The starch in wheat is the ordinary starch (of the best kind) of commerce; and, seeing that it forms the greater part of all breadstuffs, it naturally is an important element in them. In good, sound wheat the starch granules are whole; in sprouted wheat, or that heated by damp, they are rotted, and, consequently, the starch they contain is changed, more or less, into dextrin and sugar, and, consequently, a difference is made in the food value of the wheat.

Dextrin and sugar are small components of good wheat. The dextrin, no doubt, has a beneficial effect in small quantities, but not in large. Sugar, such as is found in wheat, affords the necessary amount of saccharine matter for fermentation.

Cellulose is more useful to the plant than to the miller, to whom it is as so much bran.

There are two kinds of albuminoids, or gluten, present in wheat—one insoluble, the other soluble in alcohol. The former makes what is called a ‘strong bread,’ and the latter acts, in bread-making, on the former, and, under the influence of yeast, it attacks the starch, converting it into dextrin and maltose.

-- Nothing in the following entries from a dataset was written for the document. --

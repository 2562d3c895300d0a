//! Blocking readback of render targets.
//!
//! Used by tests and diagnostics to compare GPU grids against the CPU
//! reference solver. The frame loop never reads back.

use std::sync::mpsc;

use glam::Vec4;

use super::target::RenderTarget;
use super::{GpuContext, GpuError};

/// Copy `target` into a staging buffer, wait for the map and return its
/// texels in row-major order (row 0 at the bottom).
pub fn read_target(ctx: &GpuContext, target: &RenderTarget) -> Result<Vec<Vec4>, GpuError> {
    if ctx.is_device_lost() {
        return Err(GpuError::DeviceLost);
    }

    let size = target.byte_len();
    let staging = ctx.device.create_buffer(&wgpu::BufferDescriptor {
        label: Some("Readback Staging"),
        size,
        usage: wgpu::BufferUsages::MAP_READ | wgpu::BufferUsages::COPY_DST,
        mapped_at_creation: false,
    });

    let mut encoder = ctx
        .device
        .create_command_encoder(&wgpu::CommandEncoderDescriptor {
            label: Some("Readback Encoder"),
        });
    encoder.copy_buffer_to_buffer(&target.buffer, 0, &staging, 0, size);
    ctx.queue.submit(std::iter::once(encoder.finish()));

    let (tx, rx) = mpsc::channel();
    staging
        .slice(..)
        .map_async(wgpu::MapMode::Read, move |result| {
            let _ = tx.send(result);
        });
    ctx.device.poll(wgpu::Maintain::Wait);
    ctx.await_buffer_map(rx)?;

    let texels = {
        let data = staging.slice(..).get_mapped_range();
        // Mapped ranges are only guaranteed 4-byte aligned for f32 access
        let slice: &[[f32; 4]] = bytemuck::cast_slice(&data);
        slice[..target.desc.resolution.texel_count()]
            .iter()
            .map(|t| Vec4::from_array(*t))
            .collect::<Vec<_>>()
    };
    staging.unmap();
    Ok(texels)
}

/// Overwrite `target` with `texels` (row-major, row 0 at the bottom).
pub fn write_target(ctx: &GpuContext, target: &RenderTarget, texels: &[Vec4]) {
    let count = target.desc.resolution.texel_count().min(texels.len());
    let data: Vec<[f32; 4]> = texels[..count].iter().map(|t| t.to_array()).collect();
    ctx.queue
        .write_buffer(&target.buffer, 0, bytemuck::cast_slice(&data));
}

The ash of wheat contains principally phosphoric acid and potassium; magnesium ranks next; then lime, silica, phosphate of iron, soda, chlorine, and sulphuric and carbonic acids.


CHAPTER X.
BREAD MAKING AND BAKING.

The ordinary method of bread-making in London is as follows: The first process, when the bread is made with thick yeast, being to prepare a mixture of potatoes, yeast, and flour, by which the process of fermentation is to be produced in the dough.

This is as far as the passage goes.